I pannelli fotovoltaici convertono la luce solare in elettricità. Se riuscissimo a servircene con maggiore efficacia, tutti i nostri problemi energetici sarebbero risolti. La terra riceve in un'ora più energia solare di quanta non ne consumi in un anno tutta la popolazione mondiale, e i pannelli fotovoltaici sono uno dei modi più semplici e pratici di imbrigliare l'energia illimitata del sole trasformandola in energia pulita, affidabile e a basso costo.
I pannelli sono costituiti da celle di silicio connesse da una rete metallica e racchiuse in involucri di plastica e vetro. Appena esposte alla luce del sole, le celle generano elettricità, che a sua volta va ad alimentare una batteria ricaricabile. Il kit impiega molte nuove tecnologie che negli ultimi tempi hanno trasformato la nostra vita: in buona parte è fatto di plastica, mentre l'accumulatore dipende dal silicio, comepersonal computer e telefoni cellulari. Anche le batterie ricaricabili sono un'innovazione recente. Insomma, questa fonte di energia apparentemente low-tech ha in realtà elementi molto sofisticati.
Tornando alla nostra lampada, è una soluzione elegante e a basso costo, che consente di soddisfare le necessità energetiche di base: produce infatti una modica quantità di energia non solo economica, ma anche durevole. L'aggettivo «modica» è importante. Anche se il silicio costa poco, e la luce del sole è gratuita, pannelli solari di dimensioni tali da generare le enormi quantità di energia elettrica consumate ogni ora dai paesi ricchi avrebbero un costo proibitivo. In sostanza, ci troviamo di fronte al paradosso di una tecnologia costosa per i ricchi e a buon mercato per i poveri.
Molte fra le popolazioni più povere al mondo vivono alle latitudini più soleggiate. Per questo il fotovoltaico è così importante in Asia meridionale, nell'Africa subsahariana e nelle aree del continente americano vicine ai tropici. In una famiglia povera, un numero anche piccolo di volt può fare la differenza. Se si vive ai tropici senza elettricità, il giorno finisce presto. All'illuminazione notturna provvedono candele o lampade a cherosene, ma le candele rischiarano appena e non durano, mentre il cherosene è costoso (consuma in media il 20 per cento del reddito rurale in Africa) ed emette fumi tossici.
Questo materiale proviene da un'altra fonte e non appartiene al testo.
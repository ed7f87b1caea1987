/////////////////////////////////////////////////////////////////////////////////////////////
//
// Implements the special functions behind the spherical spline kernels.
//
// Created on: 17 Nov 2025     Author: Daniel Owen
//
// Copyright (c) 2025, Maptek Pty Ltd. All rights reserved. Licensed under the MIT License.
//
/////////////////////////////////////////////////////////////////////////////////////////////

//! Special functions used by the spherical Green's functions.
//!
//! - [`dilog`]: the dilogarithm in Parker's convention, `dilog(x) = Li2(1 - x)`.
//! - [`digamma`]: the digamma function for complex arguments.
//! - [`legendre_p`]: the Legendre function of the first kind with complex degree.
//! - [`legendre_series_switch`]: where [`legendre_p`] changes expansion.

use crate::{
    constants::{
        DILOG_DOMAIN_SLOP, EULER_GAMMA, LANCZOS_COEFFICIENTS, LANCZOS_G, LEGENDRE_LOG_SCALE,
        LEGENDRE_MAX_TERMS,
    },
    errors::KernelError,
};
use num_complex::Complex64;
use std::f64::consts::PI;

/// Dilogarithm for `x >= 0`, with `dilog(0) = pi^2 / 6` and `dilog(1) = 0`.
///
/// Uses the polynomial of Parker (1994), Appendix A. Arguments that are
/// slightly negative through round-off are treated as zero; anything
/// further below zero returns `NaN`.
pub fn dilog(x: f64) -> f64 {
    if x < -DILOG_DOMAIN_SLOP {
        return f64::NAN;
    }

    let pisqon6 = PI * PI / 6.0;
    if x <= 0.0 {
        return pisqon6;
    }

    let series = |y: f64| {
        let ysq = y * y;
        y * (1.0
            + y * (-0.25
                + y * (0.027777777777213
                    + ysq
                        * (-2.7777776990e-04
                            + ysq * (4.724071696e-06 + ysq * (-9.1764954e-08 + 1.798670e-09 * ysq))))))
    };

    if x < 0.5 {
        let y = -(1.0 - x).ln();
        pisqon6 - series(y) + y * x.ln()
    } else if x < 2.0 {
        series(-x.ln())
    } else {
        let y = x.ln();
        -series(y) - 0.5 * y * y
    }
}

/// Complex cotangent evaluated through `exp(2iz)`, which stays finite for
/// arguments with a large positive imaginary part.
pub fn cot(z: Complex64) -> Complex64 {
    let e = (-2.0 * z.im).exp();
    let (s, c) = (2.0 * z.re).sin_cos();
    Complex64::new(-e * s, e * c + 1.0) / Complex64::new(e * c - 1.0, e * s)
}

/// Digamma function `psi(z) = d/dz ln(Gamma(z))` for complex `z`.
///
/// Lanczos approximation with reflection for `Re(z) < 0.5`. The poles at
/// non-positive integers return `NaN`.
pub fn digamma(z: Complex64) -> Complex64 {
    if z.im == 0.0 && z.re <= 0.0 && z.re.round() == z.re {
        return Complex64::new(f64::NAN, 0.0);
    }

    let reflect = z.re < 0.5;
    let w = if reflect { Complex64::new(1.0 - z.re, -z.im) } else { z };

    let mut n = Complex64::new(0.0, 0.0);
    let mut d = Complex64::new(0.0, 0.0);
    for k in (1..LANCZOS_COEFFICIENTS.len()).rev() {
        let dx = (w + (k as f64 - 1.0)).inv();
        let dd = dx * LANCZOS_COEFFICIENTS[k];
        d += dd;
        n -= dd * dx;
    }
    d += LANCZOS_COEFFICIENTS[0];

    let gg = w + (LANCZOS_G - 0.5);
    let mut f = gg.ln() + n / d - LANCZOS_G / gg;

    if reflect {
        f -= cot(z * PI) * PI;
    }
    f
}

/// Legendre function of the first kind `P_nu(x)` for real `-1 <= x <= 1`
/// and complex degree `nu`.
///
/// Away from `x = -1` this sums `P_nu(x) = F(-nu, nu + 1; 1; (1 - x) / 2)`.
/// Close to `x = -1` it sums the logarithmic expansion of the same
/// hypergeometric function about `x = -1` (Abramowitz & Stegun 15.3.10),
/// which carries the `ln(1 + x)` singularity in closed form, so the cost
/// does not grow near either end point. The logarithmic terms grow like
/// `exp(2 |nu + 1/2| sqrt(z))` before they cancel, so its region
/// `z = (1 + x) / 2 < 1/4` shrinks as `(6 / |nu + 1/2|)^2`
/// for large degree. Integer degrees use `P_n(-x) = (-1)^n P_n(x)` instead,
/// where the series about `x = 1` terminates.
///
/// The end points are only defined for real degree; complex degree at
/// `|x| = 1` returns `NaN`. Fails with [`KernelError::SeriesNoConvergence`]
/// when a series is still changing after a fixed number of terms, which
/// only happens for degrees with a very large imaginary part.
pub fn legendre_p(x: f64, nu: Complex64) -> Result<Complex64, KernelError> {
    let nan = Complex64::new(f64::NAN, 0.0);
    let integer = nu.im == 0.0 && nu.re.fract() == 0.0;
    // P_nu = P_(-nu-1)
    let nu = match integer && nu.re < 0.0 {
        true => Complex64::new(-nu.re - 1.0, 0.0),
        false => nu,
    };

    if x.abs() >= 1.0 {
        if nu.im != 0.0 || x.abs() > 1.0 {
            return Ok(nan);
        }
        if x == 1.0 {
            return Ok(Complex64::new(1.0, 0.0));
        }
        if !integer {
            return Ok(nan);
        }
        let sign = if nu.re % 2.0 == 0.0 { 1.0 } else { -1.0 };
        return Ok(Complex64::new(sign, 0.0));
    }

    if integer {
        if x >= 0.0 {
            return series_about_one(x, nu);
        }
        let sign = if nu.re % 2.0 == 0.0 { 1.0 } else { -1.0 };
        return series_about_one(-x, nu).map(|p| p * sign);
    }

    if x >= legendre_series_switch(nu) {
        return series_about_one(x, nu);
    }
    series_about_minus_one(x, nu)
}

/// Cosine below which [`legendre_p`] sums the logarithmic series about
/// `x = -1` for non-integer degree `nu`. Both series need the most terms
/// right at this point.
pub fn legendre_series_switch(nu: Complex64) -> f64 {
    let scale = (nu + 0.5).norm();
    let z_log = match scale > LEGENDRE_LOG_SCALE {
        true => 0.25f64.min((LEGENDRE_LOG_SCALE / scale).powi(2)),
        false => 0.25,
    };
    2.0 * z_log - 1.0
}

/// A series has converged once its terms shrink geometrically and the
/// remaining tail is below round-off.
#[inline(always)]
fn converged(ratio: Complex64, term: Complex64, sum: Complex64) -> bool {
    let r = ratio.norm();
    r < 1.0 && term.norm() <= f64::EPSILON * sum.norm() * (1.0 - r)
}

/// `F(-nu, nu + 1; 1; z)` with `z = (1 - x) / 2 < 1`.
fn series_about_one(x: f64, nu: Complex64) -> Result<Complex64, KernelError> {
    let z = 0.5 * (1.0 - x);
    let mut term = Complex64::new(1.0, 0.0);
    let mut sum = term;
    for k in 0..LEGENDRE_MAX_TERMS {
        let k0 = k as f64;
        let k1 = k0 + 1.0;
        let ratio = (k0 - nu) * (nu + k1) * (z / (k1 * k1));
        term *= ratio;
        sum += term;
        // Polynomial degrees terminate exactly.
        if term.norm() == 0.0 || converged(ratio, term, sum) {
            return Ok(sum);
        }
    }
    Err(KernelError::SeriesNoConvergence(LEGENDRE_MAX_TERMS))
}

/// Logarithmic expansion about `x = -1` with `z = (1 + x) / 2 < 1/4`:
///
/// `P_nu(x) = -sin(nu pi) / pi * sum_n (-nu)_n (nu + 1)_n / (n!)^2
///     [2 psi(n + 1) - psi(n - nu) - psi(n + nu + 1) - ln z] z^n`.
///
/// Undefined for integer degree, where `psi(n - nu)` has poles.
fn series_about_minus_one(x: f64, nu: Complex64) -> Result<Complex64, KernelError> {
    let z = 0.5 * (1.0 + x);
    let ln_z = z.ln();
    let a = -nu;
    let b = nu + 1.0;

    let mut psi_1 = Complex64::new(-EULER_GAMMA, 0.0);
    let mut psi_a = digamma(a);
    let mut psi_b = digamma(b);
    let mut coeff = Complex64::new(1.0, 0.0);
    let mut sum = 2.0 * psi_1 - psi_a - psi_b - ln_z;

    let prefactor = -(nu * PI).sin() / PI;
    for n in 0..LEGENDRE_MAX_TERMS {
        let n0 = n as f64;
        let n1 = n0 + 1.0;
        let ratio = (a + n0) * (b + n0) * (z / (n1 * n1));
        psi_1 += 1.0 / n1;
        psi_a += (a + n0).inv();
        psi_b += (b + n0).inv();
        coeff *= ratio;
        let term = coeff * (2.0 * psi_1 - psi_a - psi_b - ln_z);
        sum += term;
        if converged(ratio, term, sum) {
            return Ok(sum * prefactor);
        }
    }
    Err(KernelError::SeriesNoConvergence(LEGENDRE_MAX_TERMS))
}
Le lampade al cherosene e le stufe economiche provocano fino a 3 milioni di morti ogni anno, per la maggior parte donne, perché i fumi sono particolarmente pericolosi negli spazi chiusi, cioè dove si cucina. Inoltre le case sono quasi sempre in legno o in altri materiali naturali altamente infiammabili, quindi esposte al rischio di incendi.
L'avvento dei pannelli solari fotovoltaici potrebbe cambiare quasi ogni aspetto di questa esistenza domestica. La luce gratuita permetterebbe ai bambini – e agli adulti – di studiare la sera, migliorando la propria istruzione e pertanto il proprio futuro. La casa diventerebbe più sicura. Pannelli più grandi potrebbero fornire il calore per cucinare, eliminando i pericoli dei fumi e del fuoco. Ma potrebbero anche fornire energia a frigoriferi, televisioni, computer e pompe idriche, portando nei villaggi gran parte dei beni che oggi si vanno a cercare in città.
Ovviamente il nostro piccolo kit non ha tutti questi poteri, ma insieme alla luce offre qualcosa di molto significativo. Sull'accumulatore c'è un simbolo universalmente noto: la sagoma di un telefono cellulare. Questo strumento ha trasformato da solo l'Africa e l'Asia rurali, avvicinando le comunità, garantendo l'accesso all'informazione sul lavoro e sui mercati, fornendo la base per le nuove reti bancarie informali, che funzionano splendidamente: insomma, ha reso possibile avviare attività economiche anche in assenza di investimenti.
Da un recente studio sui pescatori di sardine dello Stato indiano del Kerala si intuisce che cosa comporti l'introduzione del cellulare in una comunità. Da quando lo possiedono, i pescatori fanno un lavoro molto più sicuro (grazie al meteo in tempo reale) e molto più redditizio: l'accesso alle informazioni sul mercato ha aumentato i profitti, in media, dell'8 per cento. In un altro studio sull'uso del cellulare in Asia meridionale si legge che, con la sua introduzione, il tenore di vita di tutta una serie di soggetti – lavoratori a giornata, contadini, prostitute, conduttori di risciò, bottegai – è sensibilmente migliorato. I pannelli solari servono anche a questo, a rendere il cellulare accessibile a tutti, perfino a chi vive nelle comunità rurali più povere.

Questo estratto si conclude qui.